Segment Open
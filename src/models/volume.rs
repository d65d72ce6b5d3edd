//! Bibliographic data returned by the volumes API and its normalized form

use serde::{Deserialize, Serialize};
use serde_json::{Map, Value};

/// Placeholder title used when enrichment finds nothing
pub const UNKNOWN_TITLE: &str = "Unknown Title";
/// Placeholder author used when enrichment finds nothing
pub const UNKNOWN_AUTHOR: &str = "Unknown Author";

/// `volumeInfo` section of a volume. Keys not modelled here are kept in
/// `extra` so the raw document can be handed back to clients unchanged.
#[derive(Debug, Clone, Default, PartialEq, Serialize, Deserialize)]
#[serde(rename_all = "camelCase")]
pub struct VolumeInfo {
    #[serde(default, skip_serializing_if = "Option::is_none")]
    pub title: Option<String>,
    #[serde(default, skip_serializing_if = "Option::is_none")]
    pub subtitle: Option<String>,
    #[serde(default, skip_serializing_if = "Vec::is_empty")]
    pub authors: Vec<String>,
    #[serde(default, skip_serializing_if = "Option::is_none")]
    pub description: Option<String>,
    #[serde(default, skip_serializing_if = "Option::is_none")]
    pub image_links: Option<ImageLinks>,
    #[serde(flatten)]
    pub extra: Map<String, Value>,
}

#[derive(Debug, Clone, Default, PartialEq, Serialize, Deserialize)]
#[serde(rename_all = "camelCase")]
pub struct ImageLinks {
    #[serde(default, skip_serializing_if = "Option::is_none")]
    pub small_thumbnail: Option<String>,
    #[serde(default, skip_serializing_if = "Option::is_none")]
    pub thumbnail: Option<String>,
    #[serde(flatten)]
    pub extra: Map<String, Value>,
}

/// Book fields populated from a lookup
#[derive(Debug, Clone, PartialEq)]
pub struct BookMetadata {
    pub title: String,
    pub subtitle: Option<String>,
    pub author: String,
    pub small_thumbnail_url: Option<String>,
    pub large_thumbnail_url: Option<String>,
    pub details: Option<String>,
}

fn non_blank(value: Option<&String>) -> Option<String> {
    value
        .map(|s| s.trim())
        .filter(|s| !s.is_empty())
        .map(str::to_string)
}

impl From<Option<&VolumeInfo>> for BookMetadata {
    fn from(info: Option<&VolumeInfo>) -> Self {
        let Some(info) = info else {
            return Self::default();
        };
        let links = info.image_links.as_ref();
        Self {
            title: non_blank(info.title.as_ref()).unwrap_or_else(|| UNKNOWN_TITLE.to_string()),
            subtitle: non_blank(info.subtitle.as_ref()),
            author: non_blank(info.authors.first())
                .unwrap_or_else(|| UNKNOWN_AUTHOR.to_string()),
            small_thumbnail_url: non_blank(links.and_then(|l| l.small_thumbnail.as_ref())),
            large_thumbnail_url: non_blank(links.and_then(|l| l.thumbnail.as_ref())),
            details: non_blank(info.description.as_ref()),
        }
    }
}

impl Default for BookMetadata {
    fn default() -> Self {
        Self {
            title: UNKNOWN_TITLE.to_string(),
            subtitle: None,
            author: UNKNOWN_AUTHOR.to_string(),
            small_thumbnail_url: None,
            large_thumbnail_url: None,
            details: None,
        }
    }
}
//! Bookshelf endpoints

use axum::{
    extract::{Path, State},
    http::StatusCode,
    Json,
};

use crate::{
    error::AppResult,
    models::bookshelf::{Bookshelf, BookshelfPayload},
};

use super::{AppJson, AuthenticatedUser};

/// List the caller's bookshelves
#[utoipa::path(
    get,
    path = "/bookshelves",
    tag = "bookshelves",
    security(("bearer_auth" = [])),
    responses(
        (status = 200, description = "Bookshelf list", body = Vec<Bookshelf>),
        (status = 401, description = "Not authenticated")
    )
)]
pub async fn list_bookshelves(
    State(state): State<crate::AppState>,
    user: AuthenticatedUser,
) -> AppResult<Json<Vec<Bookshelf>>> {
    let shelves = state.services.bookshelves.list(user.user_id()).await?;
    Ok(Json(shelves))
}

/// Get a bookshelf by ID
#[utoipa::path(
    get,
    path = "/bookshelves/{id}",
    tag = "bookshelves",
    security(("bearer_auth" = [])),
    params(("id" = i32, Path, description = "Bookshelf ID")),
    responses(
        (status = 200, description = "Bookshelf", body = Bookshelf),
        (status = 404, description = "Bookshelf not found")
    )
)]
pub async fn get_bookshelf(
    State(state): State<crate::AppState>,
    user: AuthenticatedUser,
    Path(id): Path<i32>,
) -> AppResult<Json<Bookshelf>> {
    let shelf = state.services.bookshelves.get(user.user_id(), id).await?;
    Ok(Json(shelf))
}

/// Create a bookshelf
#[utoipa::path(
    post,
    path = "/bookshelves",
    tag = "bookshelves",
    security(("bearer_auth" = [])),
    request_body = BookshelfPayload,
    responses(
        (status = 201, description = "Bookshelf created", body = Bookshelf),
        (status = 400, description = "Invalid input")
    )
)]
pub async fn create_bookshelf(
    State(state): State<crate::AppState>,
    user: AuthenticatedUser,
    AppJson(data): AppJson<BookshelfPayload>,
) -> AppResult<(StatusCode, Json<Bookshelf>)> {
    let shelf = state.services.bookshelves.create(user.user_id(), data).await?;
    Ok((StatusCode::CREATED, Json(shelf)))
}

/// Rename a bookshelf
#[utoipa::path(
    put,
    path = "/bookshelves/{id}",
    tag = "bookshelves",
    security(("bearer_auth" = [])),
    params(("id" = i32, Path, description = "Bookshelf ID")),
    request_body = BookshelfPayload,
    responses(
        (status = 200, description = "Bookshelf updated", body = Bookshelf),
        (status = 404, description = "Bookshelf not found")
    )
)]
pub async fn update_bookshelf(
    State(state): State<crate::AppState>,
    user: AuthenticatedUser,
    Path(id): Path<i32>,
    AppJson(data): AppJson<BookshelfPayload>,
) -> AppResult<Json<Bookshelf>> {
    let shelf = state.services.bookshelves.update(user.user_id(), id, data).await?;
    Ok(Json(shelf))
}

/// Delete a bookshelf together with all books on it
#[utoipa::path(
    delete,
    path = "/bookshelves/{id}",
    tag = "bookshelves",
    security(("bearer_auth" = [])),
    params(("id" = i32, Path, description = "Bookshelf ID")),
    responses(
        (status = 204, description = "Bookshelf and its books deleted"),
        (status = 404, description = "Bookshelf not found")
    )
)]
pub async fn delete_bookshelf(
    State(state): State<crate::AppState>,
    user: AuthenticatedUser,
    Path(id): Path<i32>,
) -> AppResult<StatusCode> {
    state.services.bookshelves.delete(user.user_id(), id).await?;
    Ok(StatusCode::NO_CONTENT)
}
Segment Closed
About this exercise:
Please output the entries above, every line exactly as it reads.

Reply:
filename src/models/volume.rs
repository d65d72ce6b5d3edd
//! Bibliographic data returned by the volumes API and its normalized form

use serde::{Deserialize, Serialize};
use serde_json::{Map, Value};

/// Placeholder title used when enrichment finds nothing
pub const UNKNOWN_TITLE: &str = "Unknown Title";
/// Placeholder author used when enrichment finds nothing
pub const UNKNOWN_AUTHOR: &str = "Unknown Author";

/// `volumeInfo` section of a volume. Keys not modelled here are kept in
/// `extra` so the raw document can be handed back to clients unchanged.
#[derive(Debug, Clone, Default, PartialEq, Serialize, Deserialize)]
#[serde(rename_all = "camelCase")]
pub struct VolumeInfo {
    #[serde(default, skip_serializing_if = "Option::is_none")]
    pub title: Option<String>,
    #[serde(default, skip_serializing_if = "Option::is_none")]
    pub subtitle: Option<String>,
    #[serde(default, skip_serializing_if = "Vec::is_empty")]
    pub authors: Vec<String>,
    #[serde(default, skip_serializing_if = "Option::is_none")]
    pub description: Option<String>,
    #[serde(default, skip_serializing_if = "Option::is_none")]
    pub image_links: Option<ImageLinks>,
    #[serde(flatten)]
    pub extra: Map<String, Value>,
}

#[derive(Debug, Clone, Default, PartialEq, Serialize, Deserialize)]
#[serde(rename_all = "camelCase")]
pub struct ImageLinks {
    #[serde(default, skip_serializing_if = "Option::is_none")]
    pub small_thumbnail: Option<String>,
    #[serde(default, skip_serializing_if = "Option::is_none")]
    pub thumbnail: Option<String>,
    #[serde(flatten)]
    pub extra: Map<String, Value>,
}

/// Book fields populated from a lookup
#[derive(Debug, Clone, PartialEq)]
pub struct BookMetadata {
    pub title: String,
    pub subtitle: Option<String>,
    pub author: String,
    pub small_thumbnail_url: Option<String>,
    pub large_thumbnail_url: Option<String>,
    pub details: Option<String>,
}

fn non_blank(value: Option<&String>) -> Option<String> {
    value
        .map(|s| s.trim())
        .filter(|s| !s.is_empty())
        .map(str::to_string)
}

impl From<Option<&VolumeInfo>> for BookMetadata {
    fn from(info: Option<&VolumeInfo>) -> Self {
        let Some(info) = info else {
            return Self::default();
        };
        let links = info.image_links.as_ref();
        Self {
            title: non_blank(info.title.as_ref()).unwrap_or_else(|| UNKNOWN_TITLE.to_string()),
            subtitle: non_blank(info.subtitle.as_ref()),
            author: non_blank(info.authors.first())
                .unwrap_or_else(|| UNKNOWN_AUTHOR.to_string()),
            small_thumbnail_url: non_blank(links.and_then(|l| l.small_thumbnail.as_ref())),
            large_thumbnail_url: non_blank(links.and_then(|l| l.thumbnail.as_ref())),
            details: non_blank(info.description.as_ref()),
        }
    }
}

impl Default for BookMetadata {
    fn default() -> Self {
        Self {
            title: UNKNOWN_TITLE.to_string(),
            subtitle: None,
            author: UNKNOWN_AUTHOR.to_string(),
            small_thumbnail_url: None,
            large_thumbnail_url: None,
            details: None,
        }
    }
}
//! Bookshelf endpoints

use axum::{
    extract::{Path, State},
    http::StatusCode,
    Json,
};

use crate::{
    error::AppResult,
    models::bookshelf::{Bookshelf, BookshelfPayload},
};

use super::{AppJson, AuthenticatedUser};

/// List the caller's bookshelves
#[utoipa::path(
    get,
    path = "/bookshelves",
    tag = "bookshelves",
    security(("bearer_auth" = [])),
    responses(
        (status = 200, description = "Bookshelf list", body = Vec<Bookshelf>),
        (status = 401, description = "Not authenticated")
    )
)]
pub async fn list_bookshelves(
    State(state): State<crate::AppState>,
    user: AuthenticatedUser,
) -> AppResult<Json<Vec<Bookshelf>>> {
    let shelves = state.services.bookshelves.list(user.user_id()).await?;
    Ok(Json(shelves))
}

/// Get a bookshelf by ID
#[utoipa::path(
    get,
    path = "/bookshelves/{id}",
    tag = "bookshelves",
    security(("bearer_auth" = [])),
    params(("id" = i32, Path, description = "Bookshelf ID")),
    responses(
        (status = 200, description = "Bookshelf", body = Bookshelf),
        (status = 404, description = "Bookshelf not found")
    )
)]
pub async fn get_bookshelf(
    State(state): State<crate::AppState>,
    user: AuthenticatedUser,
    Path(id): Path<i32>,
) -> AppResult<Json<Bookshelf>> {
    let shelf = state.services.bookshelves.get(user.user_id(), id).await?;
    Ok(Json(shelf))
}

/// Create a bookshelf
#[utoipa::path(
    post,
    path = "/bookshelves",
    tag = "bookshelves",
    security(("bearer_auth" = [])),
    request_body = BookshelfPayload,
    responses(
        (status = 201, description = "Bookshelf created", body = Bookshelf),
        (status = 400, description = "Invalid input")
    )
)]
pub async fn create_bookshelf(
    State(state): State<crate::AppState>,
    user: AuthenticatedUser,
    AppJson(data): AppJson<BookshelfPayload>,
) -> AppResult<(StatusCode, Json<Bookshelf>)> {
    let shelf = state.services.bookshelves.create(user.user_id(), data).await?;
    Ok((StatusCode::CREATED, Json(shelf)))
}

/// Rename a bookshelf
#[utoipa::path(
    put,
    path = "/bookshelves/{id}",
    tag = "bookshelves",
    security(("bearer_auth" = [])),
    params(("id" = i32, Path, description = "Bookshelf ID")),
    request_body = BookshelfPayload,
    responses(
        (status = 200, description = "Bookshelf updated", body = Bookshelf),
        (status = 404, description = "Bookshelf not found")
    )
)]
pub async fn update_bookshelf(
    State(state): State<crate::AppState>,
    user: AuthenticatedUser,
    Path(id): Path<i32>,
    AppJson(data): AppJson<BookshelfPayload>,
) -> AppResult<Json<Bookshelf>> {
    let shelf = state.services.bookshelves.update(user.user_id(), id, data).await?;
    Ok(Json(shelf))
}

/// Delete a bookshelf together with all books on it
#[utoipa::path(
    delete,
    path = "/bookshelves/{id}",
    tag = "bookshelves",
    security(("bearer_auth" = [])),
    params(("id" = i32, Path, description = "Bookshelf ID")),
    responses(
        (status = 204, description = "Bookshelf and its books deleted"),
        (status = 404, description = "Bookshelf not found")
    )
)]
pub async fn delete_bookshelf(
    State(state): State<crate::AppState>,
    user: AuthenticatedUser,
    Path(id): Path<i32>,
) -> AppResult<StatusCode> {
    state.services.bookshelves.delete(user.user_id(), id).await?;
    Ok(StatusCode::NO_CONTENT)
}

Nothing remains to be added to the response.